Output the full set of records exactly.
• • • • •
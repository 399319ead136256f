use serde_json::{Map, Value};
use std::fmt;
use std::sync::Arc;

use crate::errors::{EvalError, Result};
use crate::functions::Function;
use crate::values::type_name;

/// Key under which call/apply leave a reference to the invoked function.
pub const BOUND_KEY: &str = "fn";

/// Receiver object handed to a [`Function`] as its explicit `this`.
///
/// Plain fields live in a JSON map. The reserved [`BOUND_KEY`] slot holds the last
/// function invoked through this context; it is set by `call`/`apply` and stays set
/// after the call returns.
#[derive(Clone, Default)]
pub struct Context {
    fields: Map<String, Value>,
    bound: Option<Arc<dyn Function>>,
}

impl Context {
    pub fn new() -> Self {
        Self::default()
    }

    pub fn from_map(fields: Map<String, Value>) -> Self {
        Self { fields, bound: None }
    }

    /// `null` gives an empty context; any other non-object is rejected.
    pub fn from_value(value: Value) -> Result<Self> {
        match value {
            Value::Null => Ok(Self::new()),
            Value::Object(fields) => Ok(Self::from_map(fields)),
            other => Err(EvalError::Runtime(format!(
                "cannot use {} as a call context",
                type_name(&other)
            ))),
        }
    }

    /// Builder-style insert.
    pub fn with(mut self, key: impl Into<String>, value: impl Into<Value>) -> Self {
        self.insert(key, value);
        self
    }

    pub fn insert(&mut self, key: impl Into<String>, value: impl Into<Value>) -> Option<Value> {
        self.fields.insert(key.into(), value.into())
    }

    pub fn get(&self, key: &str) -> Option<&Value> {
        self.fields.get(key)
    }

    pub fn fields(&self) -> &Map<String, Value> {
        &self.fields
    }

    pub fn bound_function(&self) -> Option<&Arc<dyn Function>> {
        self.bound.as_ref()
    }

    /// Overwrites whatever sat under the reserved key, data field included.
    pub(crate) fn attach(&mut self, function: Arc<dyn Function>) {
        self.fields.remove(BOUND_KEY);
        self.bound = Some(function);
    }

    /// JSON view of the context; the bound function shows up as `"[Function: name]"`.
    pub fn to_value(&self) -> Value {
        let mut fields = self.fields.clone();
        if let Some(f) = &self.bound {
            fields.insert(BOUND_KEY.to_string(), Value::String(function_label(f.name())));
        }
        Value::Object(fields)
    }
}

impl fmt::Debug for Context {
    fn fmt(&self, f: &mut fmt::Formatter<'_>) -> fmt::Result {
        write!(f, "Context({})", self.to_value())
    }
}

pub(crate) fn function_label(name: &str) -> String {
    format!("[Function: {name}]")
}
• • • • •
Answer area:
repository 399319ead136256f
use serde_json::{Map, Value};
use std::fmt;
use std::sync::Arc;

use crate::errors::{EvalError, Result};
use crate::functions::Function;
use crate::values::type_name;

/// Key under which call/apply leave a reference to the invoked function.
pub const BOUND_KEY: &str = "fn";

/// Receiver object handed to a [`Function`] as its explicit `this`.
///
/// Plain fields live in a JSON map. The reserved [`BOUND_KEY`] slot holds the last
/// function invoked through this context; it is set by `call`/`apply` and stays set
/// after the call returns.
#[derive(Clone, Default)]
pub struct Context {
    fields: Map<String, Value>,
    bound: Option<Arc<dyn Function>>,
}

impl Context {
    pub fn new() -> Self {
        Self::default()
    }

    pub fn from_map(fields: Map<String, Value>) -> Self {
        Self { fields, bound: None }
    }

    /// `null` gives an empty context; any other non-object is rejected.
    pub fn from_value(value: Value) -> Result<Self> {
        match value {
            Value::Null => Ok(Self::new()),
            Value::Object(fields) => Ok(Self::from_map(fields)),
            other => Err(EvalError::Runtime(format!(
                "cannot use {} as a call context",
                type_name(&other)
            ))),
        }
    }

    /// Builder-style insert.
    pub fn with(mut self, key: impl Into<String>, value: impl Into<Value>) -> Self {
        self.insert(key, value);
        self
    }

    pub fn insert(&mut self, key: impl Into<String>, value: impl Into<Value>) -> Option<Value> {
        self.fields.insert(key.into(), value.into())
    }

    pub fn get(&self, key: &str) -> Option<&Value> {
        self.fields.get(key)
    }

    pub fn fields(&self) -> &Map<String, Value> {
        &self.fields
    }

    pub fn bound_function(&self) -> Option<&Arc<dyn Function>> {
        self.bound.as_ref()
    }

    /// Overwrites whatever sat under the reserved key, data field included.
    pub(crate) fn attach(&mut self, function: Arc<dyn Function>) {
        self.fields.remove(BOUND_KEY);
        self.bound = Some(function);
    }

    /// JSON view of the context; the bound function shows up as `"[Function: name]"`.
    pub fn to_value(&self) -> Value {
        let mut fields = self.fields.clone();
        if let Some(f) = &self.bound {
            fields.insert(BOUND_KEY.to_string(), Value::String(function_label(f.name())));
        }
        Value::Object(fields)
    }
}

impl fmt::Debug for Context {
    fn fmt(&self, f: &mut fmt::Formatter<'_>) -> fmt::Result {
        write!(f, "Context({})", self.to_value())
    }
}

pub(crate) fn function_label(name: &str) -> String {
    format!("[Function: {name}]")
}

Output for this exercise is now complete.